Your assignment |
The full listing should be duplicated word for word.

Dataset entries |
=-=-=-=-=
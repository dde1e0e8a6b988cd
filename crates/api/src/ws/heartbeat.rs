use std::sync::Arc;
use std::time::Duration;

use crate::ws::manager::WsManager;

/// Interval between heartbeat pings (in seconds).
const HEARTBEAT_INTERVAL_SECS: u64 = 30;

/// Spawn a background task that sends periodic Ping frames to all connected
/// WebSocket clients.
///
/// The returned `JoinHandle` can be used to abort the task during shutdown.
pub fn start_heartbeat(ws_manager: Arc<WsManager>) -> tokio::task::JoinHandle<()> {
    tokio::spawn(async move {
        let mut interval = tokio::time::interval(Duration::from_secs(HEARTBEAT_INTERVAL_SECS));

        loop {
            interval.tick().await;
            let count = ws_manager.connection_count().await;
            tracing::debug!(count, "WebSocket heartbeat ping");
            ws_manager.ping_all().await;
        }
    })
}
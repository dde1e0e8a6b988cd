//! Periodic aggregate metrics sampling.
//!
//! Every tick the sampler records a snapshot of connected users, live
//! connections, and held locks, persists it to `metrics_snapshots`, and
//! publishes a `metrics.sampled` event for the broadcast router to push to
//! admin dashboards. Latency and throughput are synthetic load indicators
//! derived from the connection count, not wire measurements.

use std::sync::Arc;
use std::time::Duration;

use rand::Rng;
use tokio_util::sync::CancellationToken;

use filehub_core::audit::events;
use filehub_db::models::metrics::CreateMetricsSnapshot;
use filehub_db::repositories::{FileLockRepo, MetricsRepo};
use filehub_db::DbPool;
use filehub_events::{EventBus, HubEvent};

use crate::ws::WsManager;

/// Default seconds between samples.
const DEFAULT_SAMPLE_INTERVAL_SECS: u64 = 10;

/// Run the sampling loop until `cancel` is triggered.
pub async fn run(
    pool: DbPool,
    ws_manager: Arc<WsManager>,
    event_bus: Arc<EventBus>,
    cancel: CancellationToken,
) {
    let interval_secs: u64 = std::env::var("METRICS_SAMPLE_INTERVAL_SECS")
        .ok()
        .and_then(|v| v.parse().ok())
        .unwrap_or(DEFAULT_SAMPLE_INTERVAL_SECS);

    tracing::info!(interval_secs, "Metrics sampler started");

    let mut interval = tokio::time::interval(Duration::from_secs(interval_secs));

    loop {
        tokio::select! {
            _ = cancel.cancelled() => {
                tracing::info!("Metrics sampler stopping");
                break;
            }
            _ = interval.tick() => {
                if let Err(e) = sample_now(&pool, &ws_manager, &event_bus).await {
                    tracing::error!(error = %e, "Metrics sampler: sample failed");
                }
            }
        }
    }
}

/// Record one snapshot and publish it.
///
/// Also called by the WebSocket handler on connect/disconnect so
/// dashboards see session changes immediately instead of waiting for the
/// next tick.
pub async fn sample_now(
    pool: &DbPool,
    ws_manager: &Arc<WsManager>,
    event_bus: &Arc<EventBus>,
) -> Result<(), sqlx::Error> {
    let connected_users = ws_manager.user_count().await as i64;
    let active_connections = ws_manager.connection_count().await as i64;
    let active_locks = FileLockRepo::count(pool).await?;

    let (latency_ms, throughput) = synthetic_load(active_connections);

    let snapshot = MetricsRepo::insert(
        pool,
        &CreateMetricsSnapshot {
            connected_users,
            active_connections,
            latency_ms,
            throughput,
            active_locks,
        },
    )
    .await?;

    event_bus.publish(
        HubEvent::new(events::METRICS_SAMPLED).with_payload(serde_json::json!({
            "connected_users": snapshot.connected_users,
            "active_connections": snapshot.active_connections,
            "latency_ms": snapshot.latency_ms,
            "throughput": snapshot.throughput,
            "active_locks": snapshot.active_locks,
        })),
    );

    tracing::debug!(
        connected_users,
        active_connections,
        active_locks,
        "Metrics snapshot recorded"
    );
    Ok(())
}

/// Synthetic latency/throughput figures scaled by connection count, with
/// jitter so idle dashboards still show movement.
fn synthetic_load(active_connections: i64) -> (f64, f64) {
    let mut rng = rand::rng();
    let latency_ms = 5.0 + active_connections as f64 * 0.5 + rng.random_range(0.0..15.0);
    let throughput = active_connections as f64 * 2.0 + rng.random_range(0.0..10.0);
    (latency_ms, throughput)
}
=-=-=-=-=
Worked solution |
repository dde1e0e8a6b988cd
filename crates/api/src/ws/heartbeat.rs
use std::sync::Arc;
use std::time::Duration;

use crate::ws::manager::WsManager;

/// Interval between heartbeat pings (in seconds).
const HEARTBEAT_INTERVAL_SECS: u64 = 30;

/// Spawn a background task that sends periodic Ping frames to all connected
/// WebSocket clients.
///
/// The returned `JoinHandle` can be used to abort the task during shutdown.
pub fn start_heartbeat(ws_manager: Arc<WsManager>) -> tokio::task::JoinHandle<()> {
    tokio::spawn(async move {
        let mut interval = tokio::time::interval(Duration::from_secs(HEARTBEAT_INTERVAL_SECS));

        loop {
            interval.tick().await;
            let count = ws_manager.connection_count().await;
            tracing::debug!(count, "WebSocket heartbeat ping");
            ws_manager.ping_all().await;
        }
    })
}
repository dde1e0e8a6b988cd
//! Periodic aggregate metrics sampling.
//!
//! Every tick the sampler records a snapshot of connected users, live
//! connections, and held locks, persists it to `metrics_snapshots`, and
//! publishes a `metrics.sampled` event for the broadcast router to push to
//! admin dashboards. Latency and throughput are synthetic load indicators
//! derived from the connection count, not wire measurements.

use std::sync::Arc;
use std::time::Duration;

use rand::Rng;
use tokio_util::sync::CancellationToken;

use filehub_core::audit::events;
use filehub_db::models::metrics::CreateMetricsSnapshot;
use filehub_db::repositories::{FileLockRepo, MetricsRepo};
use filehub_db::DbPool;
use filehub_events::{EventBus, HubEvent};

use crate::ws::WsManager;

/// Default seconds between samples.
const DEFAULT_SAMPLE_INTERVAL_SECS: u64 = 10;

/// Run the sampling loop until `cancel` is triggered.
pub async fn run(
    pool: DbPool,
    ws_manager: Arc<WsManager>,
    event_bus: Arc<EventBus>,
    cancel: CancellationToken,
) {
    let interval_secs: u64 = std::env::var("METRICS_SAMPLE_INTERVAL_SECS")
        .ok()
        .and_then(|v| v.parse().ok())
        .unwrap_or(DEFAULT_SAMPLE_INTERVAL_SECS);

    tracing::info!(interval_secs, "Metrics sampler started");

    let mut interval = tokio::time::interval(Duration::from_secs(interval_secs));

    loop {
        tokio::select! {
            _ = cancel.cancelled() => {
                tracing::info!("Metrics sampler stopping");
                break;
            }
            _ = interval.tick() => {
                if let Err(e) = sample_now(&pool, &ws_manager, &event_bus).await {
                    tracing::error!(error = %e, "Metrics sampler: sample failed");
                }
            }
        }
    }
}

/// Record one snapshot and publish it.
///
/// Also called by the WebSocket handler on connect/disconnect so
/// dashboards see session changes immediately instead of waiting for the
/// next tick.
pub async fn sample_now(
    pool: &DbPool,
    ws_manager: &Arc<WsManager>,
    event_bus: &Arc<EventBus>,
) -> Result<(), sqlx::Error> {
    let connected_users = ws_manager.user_count().await as i64;
    let active_connections = ws_manager.connection_count().await as i64;
    let active_locks = FileLockRepo::count(pool).await?;

    let (latency_ms, throughput) = synthetic_load(active_connections);

    let snapshot = MetricsRepo::insert(
        pool,
        &CreateMetricsSnapshot {
            connected_users,
            active_connections,
            latency_ms,
            throughput,
            active_locks,
        },
    )
    .await?;

    event_bus.publish(
        HubEvent::new(events::METRICS_SAMPLED).with_payload(serde_json::json!({
            "connected_users": snapshot.connected_users,
            "active_connections": snapshot.active_connections,
            "latency_ms": snapshot.latency_ms,
            "throughput": snapshot.throughput,
            "active_locks": snapshot.active_locks,
        })),
    );

    tracing::debug!(
        connected_users,
        active_connections,
        active_locks,
        "Metrics snapshot recorded"
    );
    Ok(())
}

/// Synthetic latency/throughput figures scaled by connection count, with
/// jitter so idle dashboards still show movement.
fn synthetic_load(active_connections: i64) -> (f64, f64) {
    let mut rng = rand::rng();
    let latency_ms = 5.0 + active_connections as f64 * 0.5 + rng.random_range(0.0..15.0);
    let throughput = active_connections as f64 * 2.0 + rng.random_range(0.0..10.0);
    (latency_ms, throughput)
}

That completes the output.